An interesting fact is that when I attended a 120th anniversary reunion last year, with a group of four or five women from my year, we discovered that each of us could instantly identify the house of anyone from that year who came up in conversation. I'd no idea it was so deeply engrained.

(And actually, thinking it over, it wasn't. We could identify a lot of the houses, but the one thing we knew about everyone without thinking was whether they were from the X form or Y form, which makes more sense because we were distinct for five years.)
Edited Date: 2012-01-23 04:23 pm (UTC)

(no subject)

Date: 2012-01-23 03:50 pm (UTC)
ext_12726: (Barmouth bridge)
From: [identity profile] heleninwales.livejournal.com
Ah, C.P. Scott. I was trying to recall the initials, but that would be the Scott my house at secondary school was named after. (We kept being reminded that it wasn't Captain Scott of the Antarctic). The other houses were Dalton, Cobden and Owen.

At primary school they were Red, Green, Blue and Yellow. :)

(no subject)

Date: 2012-01-23 03:55 pm (UTC)
From: [identity profile] steepholm.livejournal.com
Now I'm feeling a bit sorry for Sir Walter...

(no subject)

Date: 2012-01-23 01:18 pm (UTC)
From: [identity profile] veronica-milvus.livejournal.com
In our comprehensive in Stoke on Trent we had: Wedgwood (unsurprising) Sutherland (the Duke had a nice little estate near our village), Bennett (i.e.
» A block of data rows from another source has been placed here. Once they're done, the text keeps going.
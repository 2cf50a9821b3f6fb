//! Collaborator Capability Traits
//!
//! The launchpad never talks to a concrete runtime. Native currency, token
//! contracts and the AMM are reached through these narrow interfaces, and a
//! `Journal` lets collaborator side effects join the launchpad's
//! all-or-nothing transactions.

use crate::errors::{TokenError, TransferError, VenueError};
use crate::types::{Address, Amount, PoolId, Wei};
use serde::{Deserialize, Serialize};

/// Native currency ledger
pub trait NativeBank {
    /// Native balance held by `account`
    fn native_balance(&self, account: &Address) -> Wei;

    /// Move `amount` from `from` to `to`
    ///
    /// A zero amount succeeds without touching balances. The receiver may
    /// reject the transfer.
    fn transfer_native(&mut self, from: &Address, to: &Address, amount: Wei) -> Result<(), TransferError>;
}

/// Token deployment and ERC20-style token operations
pub trait TokenFactory {
    /// Deploy a new token whose only minter is `minter`
    fn deploy_token(&mut self, name: &str, symbol: &str, minter: &Address) -> Result<Address, TokenError>;

    /// Mint `amount` base units to `to` (caller must be the minter)
    fn mint(&mut self, token: &Address, minter: &Address, to: &Address, amount: Amount) -> Result<(), TokenError>;

    /// Burn `amount` base units from `holder` using `spender`'s allowance
    fn burn_from(
        &mut self,
        token: &Address,
        spender: &Address,
        holder: &Address,
        amount: Amount,
    ) -> Result<(), TokenError>;

    fn token_balance(&self, token: &Address, holder: &Address) -> Result<Amount, TokenError>;

    fn decimals(&self, token: &Address) -> Result<u8, TokenError>;
}

/// Initial pool price: native currency per whole token
#[derive(Debug, Clone, Copy, PartialEq, Eq, Serialize, Deserialize)]
pub struct StartingPrice {
    pub wei_per_token: Wei,
}

/// Liquidity supplied to a new position
#[derive(Debug, Clone, Copy, PartialEq, Eq, Serialize, Deserialize)]
pub struct PositionAmounts {
    /// Launched token base units
    pub token_amount: Amount,
    /// Native currency, wrapped by the venue
    pub native_amount: Wei,
}

/// Minted position
#[derive(Debug, Clone, Copy, PartialEq, Eq, Serialize, Deserialize)]
pub struct PositionReceipt {
    pub position_id: u64,
    pub liquidity: u128,
    pub token_amount: Amount,
    pub native_amount: Wei,
}

/// AMM factory, pool and position manager
pub trait LiquidityVenue {
    /// Wrapped-native token the venue pairs launched tokens against
    fn wrapped_native(&self) -> Address;

    fn create_pool(&mut self, token_a: &Address, token_b: &Address, fee_tier: u32) -> Result<PoolId, VenueError>;

    fn initialize_pool(&mut self, pool: &PoolId, price: StartingPrice) -> Result<(), VenueError>;

    /// Pull `amounts` from `provider` into a new position owned by `recipient`
    fn mint_position(
        &mut self,
        pool: &PoolId,
        provider: &Address,
        amounts: PositionAmounts,
        recipient: &Address,
    ) -> Result<PositionReceipt, VenueError>;
}

/// Checkpoint/rollback of collaborator state
pub trait Journal {
    type Checkpoint;

    fn checkpoint(&self) -> Self::Checkpoint;

    fn rollback(&mut self, checkpoint: Self::Checkpoint);
}

/// Everything the launchpad needs from its execution environment
pub trait Host: NativeBank + TokenFactory + LiquidityVenue + Journal {}

impl<T> Host for T where T: NativeBank + TokenFactory + LiquidityVenue + Journal {}
//! Pricing Engine
//!
//! Pure functions mapping `(start price, current supply, amount)` to native
//! currency amounts. Nothing in here touches state.
//!
//! # Curve
//!
//! Marginal price of the unit at 0-based index `i`:
//!
//! ```text
//!   price(i) = start_price + step × i
//!
//!   cost(S, n)    = Σ price(i) for i in S..S+n
//!                 = n × start_price + step × n × (2S + n − 1) / 2
//!   revenue(S, n) = cost(S − n, n)          (top n units of supply)
//! ```
//!
//! `n × (2S + n − 1)` is always even, so the integral is exact. Buying `n`
//! units and selling them back returns exactly the curve cost, which keeps
//! `funds == cost(0, supply)` for every token before seeding.
//!
//! # Fees (basis points of 10_000)
//!
//! | Fee           | Base     | Rounding | Paid by / to                    |
//! |---------------|----------|----------|---------------------------------|
//! | buy tax       | cost     | up       | buyer → fee collector           |
//! | sell tax      | revenue  | up       | deducted from seller payout     |
//! | platform tax  | revenue  | down     | token escrow → fee collector    |
//!
//! Start price and slope are frozen into each token at creation, so quotes
//! take the token's own [`LinearCurve`] rather than the current config.

use crate::errors::{LaunchpadError, LaunchpadResult};
use crate::types::{Amount, Wei};
use serde::{Deserialize, Serialize};

/// One curve unit in token base units (18 decimals)
pub const WAD: u128 = 1_000_000_000_000_000_000;

/// Token decimals for every launched token
pub const TOKEN_DECIMALS: u8 = 18;

/// Basis point denominator
pub const BPS_DENOMINATOR: u128 = 10_000;

/// Price of the first curve unit
pub const INITIAL_PRICE_WEI: u64 = 1_000_000_000_000;

/// Marginal price increase per issued unit
pub const PRICE_STEP_WEI: u64 = 10_000_000;

/// Supply at which liquidity seeding triggers
pub const LP_CAP_INITIAL: u64 = 1_000_000;

pub const BUY_TAX_BPS: u16 = 100;
pub const SELL_TAX_BPS: u16 = 100;
pub const PLATFORM_TAX_BPS: u16 = 50;

const _: () = assert!(BUY_TAX_BPS as u128 <= BPS_DENOMINATOR);
const _: () = assert!(SELL_TAX_BPS as u128 <= BPS_DENOMINATOR);
const _: () = assert!(PLATFORM_TAX_BPS as u128 <= BPS_DENOMINATOR);
const _: () = assert!(WAD == 10u128.pow(TOKEN_DECIMALS as u32));

/// Curve shape and seeding threshold
#[derive(Debug, Clone, Copy, PartialEq, Eq, Serialize, Deserialize)]
#[serde(default)]
pub struct CurveParams {
    /// Anchor price frozen into each token at creation
    pub initial_price_wei: u64,
    /// Linear slope of the marginal price
    pub price_step_wei: u64,
    /// Cumulative supply that triggers liquidity seeding
    pub lp_cap: u64,
}

impl Default for CurveParams {
    fn default() -> Self {
        Self {
            initial_price_wei: INITIAL_PRICE_WEI,
            price_step_wei: PRICE_STEP_WEI,
            lp_cap: LP_CAP_INITIAL,
        }
    }
}

impl CurveParams {
    /// Curve frozen into tokens created under these parameters
    pub fn token_curve(&self) -> LinearCurve {
        LinearCurve {
            start_price: self.initial_price_wei as Wei,
            price_step: self.price_step_wei as Wei,
        }
    }

    pub fn validate(&self) -> LaunchpadResult<()> {
        if self.initial_price_wei == 0 {
            return Err(LaunchpadError::InvalidParameters(
                "initial price must be non-zero".to_string(),
            ));
        }
        if self.lp_cap == 0 {
            return Err(LaunchpadError::InvalidParameters(
                "LP cap must be non-zero".to_string(),
            ));
        }
        // The whole pre-seeding curve and the seeding it ends in must be representable
        let curve = self.token_curve();
        let funds = curve.cost(0, self.lp_cap)?;
        let price = curve.price_at(self.lp_cap)?;
        seeding_token_amount(funds, price)?;
        Ok(())
    }
}

/// Linear price curve of one token
#[derive(Debug, Clone, Copy, PartialEq, Eq, Serialize, Deserialize)]
pub struct LinearCurve {
    pub start_price: Wei,
    pub price_step: Wei,
}

impl LinearCurve {
    /// Marginal price of the unit at `index`
    pub fn price_at(&self, index: u64) -> LaunchpadResult<Wei> {
        marginal_price(self.start_price, self.price_step, index)
    }

    /// Cost of units `from..from + amount`
    pub fn cost(&self, from: u64, amount: u64) -> LaunchpadResult<Wei> {
        curve_integral(self.start_price, self.price_step, from, amount)
    }
}

/// Trading taxes in basis points
#[derive(Debug, Clone, Copy, PartialEq, Eq, Serialize, Deserialize)]
#[serde(default)]
pub struct FeeSchedule {
    pub buy_tax_bps: u16,
    pub sell_tax_bps: u16,
    pub platform_tax_bps: u16,
}

impl Default for FeeSchedule {
    fn default() -> Self {
        Self {
            buy_tax_bps: BUY_TAX_BPS,
            sell_tax_bps: SELL_TAX_BPS,
            platform_tax_bps: PLATFORM_TAX_BPS,
        }
    }
}

impl FeeSchedule {
    pub fn validate(&self) -> LaunchpadResult<()> {
        for (name, bps) in [
            ("buy_tax_bps", self.buy_tax_bps),
            ("sell_tax_bps", self.sell_tax_bps),
            ("platform_tax_bps", self.platform_tax_bps),
        ] {
            if bps as u128 >= BPS_DENOMINATOR {
                return Err(LaunchpadError::InvalidParameters(format!(
                    "{} must be below {}, got {}",
                    name, BPS_DENOMINATOR, bps
                )));
            }
        }
        Ok(())
    }
}

/// Result of pricing a buy
#[derive(Debug, Clone, Copy, PartialEq, Eq, Serialize, Deserialize)]
pub struct BuyQuote {
    /// Curve integral, retained as token funds
    pub cost: Wei,
    /// Routed to the fee collector
    pub buy_tax: Wei,
    /// `cost + buy_tax`, the minimum payment
    pub total_cost: Wei,
}

/// Result of pricing a sell
#[derive(Debug, Clone, Copy, PartialEq, Eq, Serialize, Deserialize)]
pub struct SellQuote {
    /// Curve integral over the top `amount` units
    pub revenue: Wei,
    /// Deducted from the seller's payout
    pub tax: Wei,
    /// Drawn from the token's escrow
    pub platform_tax: Wei,
}

impl SellQuote {
    /// Native currency paid to the seller
    pub fn seller_payout(&self) -> Wei {
        self.revenue - self.tax
    }

    /// Native currency paid to the fee collector
    pub fn fee_collector_payout(&self) -> LaunchpadResult<Wei> {
        self.tax
            .checked_add(self.platform_tax)
            .ok_or(LaunchpadError::ArithmeticOverflow)
    }
}

/// Marginal price of the unit at `index`
pub fn marginal_price(start_price: Wei, step: Wei, index: u64) -> LaunchpadResult<Wei> {
    step.checked_mul(index as u128)
        .and_then(|rise| rise.checked_add(start_price))
        .ok_or(LaunchpadError::ArithmeticOverflow)
}

/// Exact sum of marginal prices for units `from..from + amount`
pub fn curve_integral(start_price: Wei, step: Wei, from: u64, amount: u64) -> LaunchpadResult<Wei> {
    let n = amount as u128;
    let s = from as u128;

    let base = n
        .checked_mul(start_price)
        .ok_or(LaunchpadError::ArithmeticOverflow)?;

    if n == 0 {
        return Ok(0);
    }

    // n × (2S + n − 1) is even for every n
    let span = s
        .checked_mul(2)
        .and_then(|v| v.checked_add(n - 1))
        .and_then(|v| v.checked_mul(n))
        .ok_or(LaunchpadError::ArithmeticOverflow)?;

    let rise = step
        .checked_mul(span / 2)
        .ok_or(LaunchpadError::ArithmeticOverflow)?;

    base.checked_add(rise).ok_or(LaunchpadError::ArithmeticOverflow)
}

/// `floor(value × mul / div)` with a 256-bit intermediate product
///
/// Fails only when the quotient itself does not fit in a `u128`.
pub fn mul_div_floor(value: u128, mul: u128, div: u128) -> LaunchpadResult<u128> {
    if div == 0 {
        return Err(LaunchpadError::ArithmeticOverflow);
    }
    let (hi, lo) = widening_mul(value, mul);
    if hi >= div {
        return Err(LaunchpadError::ArithmeticOverflow);
    }

    // Restoring long division of hi:lo by div, one bit at a time
    let mut rem = hi;
    let mut quotient = 0u128;
    for bit in (0..128).rev() {
        let carry = rem >> 127;
        rem = (rem << 1) | ((lo >> bit) & 1);
        quotient <<= 1;
        if carry == 1 || rem >= div {
            rem = rem.wrapping_sub(div);
            quotient |= 1;
        }
    }
    Ok(quotient)
}

/// Full 256-bit product as `(high, low)` words
fn widening_mul(a: u128, b: u128) -> (u128, u128) {
    const MASK: u128 = u64::MAX as u128;
    let (a_hi, a_lo) = (a >> 64, a & MASK);
    let (b_hi, b_lo) = (b >> 64, b & MASK);

    let lo_lo = a_lo * b_lo;
    let hi_lo = a_hi * b_lo;
    let lo_hi = a_lo * b_hi;
    let hi_hi = a_hi * b_hi;

    let cross = (lo_lo >> 64) + (hi_lo & MASK) + (lo_hi & MASK);
    let low = (cross << 64) | (lo_lo & MASK);
    let high = hi_hi + (hi_lo >> 64) + (lo_hi >> 64) + (cross >> 64);
    (high, low)
}

/// Token base units paired with `funds` when seeding at `price` per unit
pub fn seeding_token_amount(funds: Wei, price: Wei) -> LaunchpadResult<Amount> {
    mul_div_floor(funds, WAD, price)
}

fn bps_floor(value: Wei, bps: u16) -> LaunchpadResult<Wei> {
    value
        .checked_mul(bps as u128)
        .map(|v| v / BPS_DENOMINATOR)
        .ok_or(LaunchpadError::ArithmeticOverflow)
}

fn bps_ceil(value: Wei, bps: u16) -> LaunchpadResult<Wei> {
    value
        .checked_mul(bps as u128)
        .map(|v| v.div_ceil(BPS_DENOMINATOR))
        .ok_or(LaunchpadError::ArithmeticOverflow)
}

/// Stateless curve and fee calculator
#[derive(Debug, Clone, Copy, PartialEq, Eq)]
pub struct PricingEngine {
    fees: FeeSchedule,
}

impl PricingEngine {
    pub fn new(fees: FeeSchedule) -> Self {
        Self { fees }
    }

    pub fn fees(&self) -> &FeeSchedule {
        &self.fees
    }

    /// Price of the next unit minted at `supply`
    pub fn current_price(&self, curve: &LinearCurve, supply: u64) -> LaunchpadResult<Wei> {
        curve.price_at(supply)
    }

    /// Price `amount` more units starting at `supply`
    pub fn quote_buy(&self, curve: &LinearCurve, supply: u64, amount: u64) -> LaunchpadResult<BuyQuote> {
        if amount == 0 {
            return Err(LaunchpadError::InvalidAmount);
        }

        let cost = curve.cost(supply, amount)?;
        let buy_tax = bps_ceil(cost, self.fees.buy_tax_bps)?;
        let total_cost = cost
            .checked_add(buy_tax)
            .ok_or(LaunchpadError::ArithmeticOverflow)?;

        Ok(BuyQuote {
            cost,
            buy_tax,
            total_cost,
        })
    }

    /// Price removing the top `amount` units of `supply`
    pub fn quote_sell(&self, curve: &LinearCurve, supply: u64, amount: u64) -> LaunchpadResult<SellQuote> {
        if amount == 0 {
            return Err(LaunchpadError::InvalidAmount);
        }
        if amount > supply {
            return Err(LaunchpadError::InsufficientSupply {
                requested: amount,
                available: supply,
            });
        }

        let revenue = curve.cost(supply - amount, amount)?;
        let tax = bps_ceil(revenue, self.fees.sell_tax_bps)?;
        let platform_tax = bps_floor(revenue, self.fees.platform_tax_bps)?;

        Ok(SellQuote {
            revenue,
            tax,
            platform_tax,
        })
    }
}

impl Default for PricingEngine {
    fn default() -> Self {
        Self::new(FeeSchedule::default())
    }
}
Arnold), and Mitchell, the inventor of the Spitfire, who left Stoke as soon as possible and went to live in Southampton.
Edited Date: 2012-01-23 01:19 pm (UTC)

(no subject)

Date: 2012-01-23 02:29 pm (UTC)
From: [identity profile] steepholm.livejournal.com
That's a pleasantly eclectic selection.

(no subject)

Date: 2012-01-23 01:20 pm (UTC)
From: [identity profile] veronica-milvus.livejournal.com
BTW another one of your brilliant blog post titles!

(no subject)

Date: 2012-01-23 02:30 pm (UTC)
From: [identity profile] steepholm.livejournal.com
Thank you! *beams*

(no subject)

Date: 2012-01-23 04:16 pm (UTC)
joyeuce: (Default)
From: [personal profile] joyeuce
My prep school was fairly dull, with just School, Field and Master (after a former head). Come to that, so was my senior school, as apart from School House and New House all the (boarding) houses kept the names they'd had when they were private residences.

But in my father's time at the same school, the four houses were, I think, Corinthians, Carthusians, Trojans and Nondescripts. Poor Nondescripts!

(no subject)

Date: 2012-01-23 05:02 pm (UTC)
From: [identity profile] steepholm.livejournal.com
Corinthians, Carthusians, Trojans and Nondescripts

That's just glorious in its nonsensicality!

(no subject)

Date: 2012-01-23 09:22 pm (UTC)
ext_6322: (Jarriere)
From: [identity profile] kalypso-v.livejournal.com
There's a well-known Sri Lankan cricket club called Nondescripts, and we know about the Corinthians. So maybe those were popular names for sports clubs at the time? Can't say I've ever heard of a club called Trojans, but that doesn't mean it didn't happen. I did a double-take on Carthusians, wondering why you'd call a house after another school, but of course it also refers to monks.

(no subject)

Date: 2012-01-23 10:25 pm (UTC)
From: [identity profile] steepholm.livejournal.com
You may well be on to something there. Trojans would be an excellent name for a hardworking sports club, and in fact I'm pretty sure there's a rugby team called that. Carthusians - yes, that's a bit more puzzling, but perhaps not insoluble...

(no subject)

Date: 2012-01-23 09:46 pm (UTC)
larryhammer: floral print origami penguin, facing left (Default)
From: [personal profile] larryhammer
My primary school was small enough for only one name, Hearst -- named not after William Randolph but his mother, Phoebe, who had some sort of hand in its founding in addition to all her other philanthropic works.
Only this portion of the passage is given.